▶ _EXERCISE AIM_
Please give back word for word the lines below, from the first one through the one with "stored on disk".
[THE DATA — start]
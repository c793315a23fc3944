//! Catalogue of example composites, loaded from structured records

use std::fs;
use std::path::Path;

use serde::{Deserialize, Serialize};

use super::{Constituent, MaterialSpec, Topology};
use crate::error::PlateResult;
use crate::loads::LoadingKind;

/// A raw catalogue record as stored on disk
///
/// Topology and loading stay textual here so an unknown value fails only the
/// entry that carries it.
#[derive(Debug, Clone, PartialEq, Serialize, Deserialize)]
pub struct CatalogEntry {
    pub name: String,
    pub topology: String,
    pub e_c: f64,
    pub nu_c: f64,
    pub concentration: f64,
    pub e_m: f64,
    pub nu_m: f64,
    pub reference_name: String,
    pub loading: String,
    pub thickness: f64,
}

impl CatalogEntry {
    /// Convert into a validated specification
    pub fn to_spec(&self) -> PlateResult<MaterialSpec> {
        let topology: Topology = self.topology.parse()?;
        let loading: LoadingKind = self.loading.parse()?;
        MaterialSpec::new(
            &self.name,
            topology,
            Constituent::new(self.e_c, self.nu_c),
            Constituent::new(self.e_m, self.nu_m),
            self.concentration,
            self.thickness,
            loading,
            &self.reference_name,
        )
    }
}

/// Parse catalogue entries from a JSON array
pub fn parse_catalog(json: &str) -> PlateResult<Vec<CatalogEntry>> {
    Ok(serde_json::from_str(json)?)
}

/// Load catalogue entries from a JSON file
pub fn load_catalog(path: &Path) -> PlateResult<Vec<CatalogEntry>> {
    let text = fs::read_to_string(path)?;
    parse_catalog(&text)
}

#[cfg(test)]
mod tests {
    use super::*;
    use crate::error::PlateError;

    const CATALOG: &str = r#"[
        {"name": "steel-rubber", "topology": "fiber", "e_c": 200.0, "nu_c": 0.25,
         "concentration": 0.12, "e_m": 0.015, "nu_m": 0.499,
         "reference_name": "Steel_Rubber", "loading": "focused", "thickness": 0.05},
        {"name": "bad", "topology": "unknown", "e_c": 1.0, "nu_c": 0.2,
         "concentration": 0.1, "e_m": 1.0, "nu_m": 0.2,
         "reference_name": "Bad", "loading": "uniform", "thickness": 0.05}
    ]"#;

    #[test]
    fn test_parse_catalog() {
        let entries = parse_catalog(CATALOG).unwrap();
        assert_eq!(entries.len(), 2);

        let spec = entries[0].to_spec().unwrap();
        assert_eq!(spec.topology, Topology::Fiber);
        assert_eq!(spec.loading, LoadingKind::Focused);
        assert_eq!(spec.reference_name, "Steel_Rubber");

        assert!(matches!(
            entries[1].to_spec(),
            Err(PlateError::UnknownTopology(_))
        ));
    }

    #[test]
    fn test_unsupported_loading_entry() {
        let mut entries = parse_catalog(CATALOG).unwrap();
        entries[0].loading = "cyclic".to_string();
        assert!(matches!(
            entries[0].to_spec(),
            Err(PlateError::UnsupportedLoading(_))
        ));
    }

    #[test]
    fn test_malformed_json() {
        assert!(matches!(
            parse_catalog("{not json"),
            Err(PlateError::SerializationError(_))
        ));
    }
}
[THE DATA — finish]
▶ _ANSWER SPACE_
repository c793315a23fc3944
//! Catalogue of example composites, loaded from structured records

use std::fs;
use std::path::Path;

use serde::{Deserialize, Serialize};

use super::{Constituent, MaterialSpec, Topology};
use crate::error::PlateResult;
use crate::loads::LoadingKind;

/// A raw catalogue record as stored on disk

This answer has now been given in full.